[Extracted material — start]

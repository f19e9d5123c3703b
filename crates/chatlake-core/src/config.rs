use figment::{
    providers::{Env, Format, Toml},
    Figment,
};
use serde::{Deserialize, Serialize};

pub const DEFAULT_PORT: u16 = 18790;
pub const DEFAULT_BIND: &str = "127.0.0.1";
/// How often the background probe-write runs (seconds).
pub const HEALTH_PROBE_INTERVAL_SECS: u64 = 30;
/// Budget for a single probe-write before the lake is declared unwritable.
pub const HEALTH_PROBE_TIMEOUT_MS: u64 = 1_000;
/// Depth of the webhook → writer queue. Deliveries beyond this are written
/// under backpressure, never dropped.
pub const INGEST_QUEUE_DEPTH: usize = 1024;

/// Top-level config (chatlake.toml + CHATLAKE_* env overrides).
#[derive(Debug, Clone, Serialize, Deserialize)]
pub struct ChatlakeConfig {
    #[serde(default = "default_raw_log_dir")]
    pub raw_log_dir: String,
    #[serde(default = "default_partition_root")]
    pub partition_root: String,
    #[serde(default = "default_checkpoint_dir")]
    pub checkpoint_dir: String,
    #[serde(default = "default_metadata_db_path")]
    pub metadata_db_path: String,
    /// Records accumulated per partition before a batch is published.
    #[serde(default = "default_batch_size")]
    pub batch_size: usize,
    /// Columnar codec: "snappy" (default) or "zstd" for archive partitions.
    #[serde(default = "default_compression")]
    pub compression: String,
    /// Days a day-log is kept after its date has passed.
    #[serde(default = "default_retention_days")]
    pub retention_days_raw: u32,
    /// When true, a day-log is only deleted once a completed checkpoint with
    /// a matching content hash exists. Default false: age alone decides.
    #[serde(default)]
    pub retention_requires_compaction: bool,
    #[serde(default)]
    pub gateway: GatewayConfig,
    #[serde(default)]
    pub locks: LockConfig,
    #[serde(default)]
    pub dedup: DedupConfig,
    #[serde(default)]
    pub llm: LlmConfig,
    #[serde(default)]
    pub analysis: AnalysisConfig,
    #[serde(default)]
    pub jobs: JobsConfig,
}

impl Default for ChatlakeConfig {
    fn default() -> Self {
        Self {
            raw_log_dir: default_raw_log_dir(),
            partition_root: default_partition_root(),
            checkpoint_dir: default_checkpoint_dir(),
            metadata_db_path: default_metadata_db_path(),
            batch_size: default_batch_size(),
            compression: default_compression(),
            retention_days_raw: default_retention_days(),
            retention_requires_compaction: false,
            gateway: GatewayConfig::default(),
            locks: LockConfig::default(),
            dedup: DedupConfig::default(),
            llm: LlmConfig::default(),
            analysis: AnalysisConfig::default(),
            jobs: JobsConfig::default(),
        }
    }
}

#[derive(Debug, Clone, Serialize, Deserialize)]
pub struct GatewayConfig {
    #[serde(default = "default_bind")]
    pub bind: String,
    #[serde(default = "default_port")]
    pub port: u16,
}

impl Default for GatewayConfig {
    fn default() -> Self {
        Self {
            bind: default_bind(),
            port: default_port(),
        }
    }
}

/// Advisory-lock acquisition timeouts, in seconds.
#[derive(Debug, Clone, Serialize, Deserialize)]
pub struct LockConfig {
    #[serde(default = "default_ingest_lock_secs")]
    pub ingest_timeout_secs: u64,
    #[serde(default = "default_compact_lock_secs")]
    pub compact_timeout_secs: u64,
    #[serde(default = "default_job_lock_secs")]
    pub job_timeout_secs: u64,
}

impl Default for LockConfig {
    fn default() -> Self {
        Self {
            ingest_timeout_secs: default_ingest_lock_secs(),
            compact_timeout_secs: default_compact_lock_secs(),
            job_timeout_secs: default_job_lock_secs(),
        }
    }
}

/// Dedup index sizing. Below `bloom_threshold` published msg_ids an exact
/// hash set is used; above it, a bloom filter with `bloom_fp_rate`.
#[derive(Debug, Clone, Serialize, Deserialize)]
pub struct DedupConfig {
    #[serde(default = "default_bloom_threshold")]
    pub bloom_threshold: usize,
    #[serde(default = "default_bloom_fp_rate")]
    pub bloom_fp_rate: f64,
}

impl Default for DedupConfig {
    fn default() -> Self {
        Self {
            bloom_threshold: default_bloom_threshold(),
            bloom_fp_rate: default_bloom_fp_rate(),
        }
    }
}

#[derive(Debug, Clone, Serialize, Deserialize)]
pub struct LlmConfig {
    /// Provider identifier. Only OpenAI-compatible endpoints are wired today.
    #[serde(default = "default_llm_provider")]
    pub provider: String,
    #[serde(default = "default_llm_model")]
    pub model: String,
    /// Must come from CHATLAKE_LLM__API_KEY — never from a committed file.
    #[serde(default)]
    pub api_key: String,
    #[serde(default = "default_llm_api_base")]
    pub api_base: String,
    /// Token budget for a single analysis batch. Keep headroom below the
    /// model's hard context limit: the estimator is approximate.
    #[serde(default = "default_max_tokens_per_batch")]
    pub max_tokens_per_batch: usize,
    #[serde(default = "default_max_attempts")]
    pub max_attempts: u32,
    #[serde(default = "default_request_timeout")]
    pub request_timeout_seconds: u64,
}

impl Default for LlmConfig {
    fn default() -> Self {
        Self {
            provider: default_llm_provider(),
            model: default_llm_model(),
            api_key: String::new(),
            api_base: default_llm_api_base(),
            max_tokens_per_batch: default_max_tokens_per_batch(),
            max_attempts: default_max_attempts(),
            request_timeout_seconds: default_request_timeout(),
        }
    }
}

#[derive(Debug, Clone, Serialize, Deserialize)]
pub struct AnalysisConfig {
    /// Keyword-similarity score at or above which adjacent topics merge.
    #[serde(default = "default_merge_threshold")]
    pub merge_threshold: f64,
    /// Additive bonus applied when two topics' time ranges touch or overlap.
    #[serde(default = "default_time_bonus")]
    pub time_bonus: f64,
    /// When set, merged topic summaries are also published as JSON files here.
    pub results_dir: Option<String>,
}

impl Default for AnalysisConfig {
    fn default() -> Self {
        Self {
            merge_threshold: default_merge_threshold(),
            time_bonus: default_time_bonus(),
            results_dir: None,
        }
    }
}

/// Daily job driver: compaction of the previous day's log, raw-log
/// retention, and optional analysis of the configured chatrooms.
#[derive(Debug, Clone, Serialize, Deserialize)]
pub struct JobsConfig {
    #[serde(default = "bool_true")]
    pub enabled: bool,
    /// UTC hour (0-23) at which the daily job fires.
    #[serde(default = "default_compact_hour")]
    pub compact_hour_utc: u32,
    /// Chatrooms analysed after each daily compaction. Empty = skip analysis.
    #[serde(default)]
    pub chatrooms: Vec<String>,
}

impl Default for JobsConfig {
    fn default() -> Self {
        Self {
            enabled: true,
            compact_hour_utc: default_compact_hour(),
            chatrooms: Vec::new(),
        }
    }
}

fn bool_true() -> bool {
    true
}
fn default_raw_log_dir() -> String {
    "./data/raw".to_string()
}
fn default_partition_root() -> String {
    "./data/lake".to_string()
}
fn default_checkpoint_dir() -> String {
    "./data/checkpoints".to_string()
}
fn default_metadata_db_path() -> String {
    "./data/chatlake.db".to_string()
}
fn default_batch_size() -> usize {
    10_000
}
fn default_compression() -> String {
    "snappy".to_string()
}
fn default_retention_days() -> u32 {
    7
}
fn default_bind() -> String {
    DEFAULT_BIND.to_string()
}
fn default_port() -> u16 {
    DEFAULT_PORT
}
fn default_ingest_lock_secs() -> u64 {
    5
}
fn default_compact_lock_secs() -> u64 {
    60
}
fn default_job_lock_secs() -> u64 {
    300
}
fn default_bloom_threshold() -> usize {
    1_000_000
}
fn default_bloom_fp_rate() -> f64 {
    0.001
}
fn default_llm_provider() -> String {
    "openai".to_string()
}
fn default_llm_model() -> String {
    "gpt-4o-mini".to_string()
}
fn default_llm_api_base() -> String {
    "https://api.openai.com".to_string()
}
fn default_max_tokens_per_batch() -> usize {
    8_000
}
fn default_max_attempts() -> u32 {
    3
}
fn default_request_timeout() -> u64 {
    60
}
fn default_merge_threshold() -> f64 {
    0.35
}
fn default_time_bonus() -> f64 {
    0.1
}
fn default_compact_hour() -> u32 {
    1
}

impl ChatlakeConfig {
    /// Load config from a TOML file with CHATLAKE_* env var overrides.
    ///
    /// Nested keys use a double underscore in the environment, e.g.
    /// `CHATLAKE_LLM__API_KEY` → `llm.api_key`,
    /// `CHATLAKE_GATEWAY__PORT` → `gateway.port`.
    ///
    /// Checks in order:
    ///   1. Explicit path argument
    ///   2. ./chatlake.toml
    pub fn load(config_path: Option<&str>) -> crate::error::Result<Self> {
        let path = config_path.unwrap_or("chatlake.toml");

        let config: ChatlakeConfig = Figment::new()
            .merge(Toml::file(path))
            .merge(Env::prefixed("CHATLAKE_").split("__"))
            .extract()
            .map_err(|e| crate::error::CoreError::Config(e.to_string()))?;

        Ok(config)
    }
}

#[cfg(test)]
mod tests {
    use super::*;

    #[test]
    fn defaults_are_sane() {
        let cfg = ChatlakeConfig::default();
        assert_eq!(cfg.batch_size, 10_000);
        assert_eq!(cfg.compression, "snappy");
        assert_eq!(cfg.retention_days_raw, 7);
        assert!(!cfg.retention_requires_compaction);
        assert_eq!(cfg.locks.ingest_timeout_secs, 5);
        assert_eq!(cfg.locks.compact_timeout_secs, 60);
        assert_eq!(cfg.locks.job_timeout_secs, 300);
        assert_eq!(cfg.llm.max_attempts, 3);
        assert!((cfg.analysis.merge_threshold - 0.35).abs() < f64::EPSILON);
    }

    #[test]
    fn api_key_defaults_empty() {
        // The key must come from the environment, so a bare config parses
        // with an empty key rather than failing.
        let cfg = ChatlakeConfig::default();
        assert!(cfg.llm.api_key.is_empty());
    }
}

[Extracted material — finish]

What this task involves:
The answer must consist of every line from the data that contains the word "above".

Output of the exercise:
/// hash set is used; above it, a bloom filter with `bloom_fp_rate`.
    /// Keyword-similarity score at or above which adjacent topics merge.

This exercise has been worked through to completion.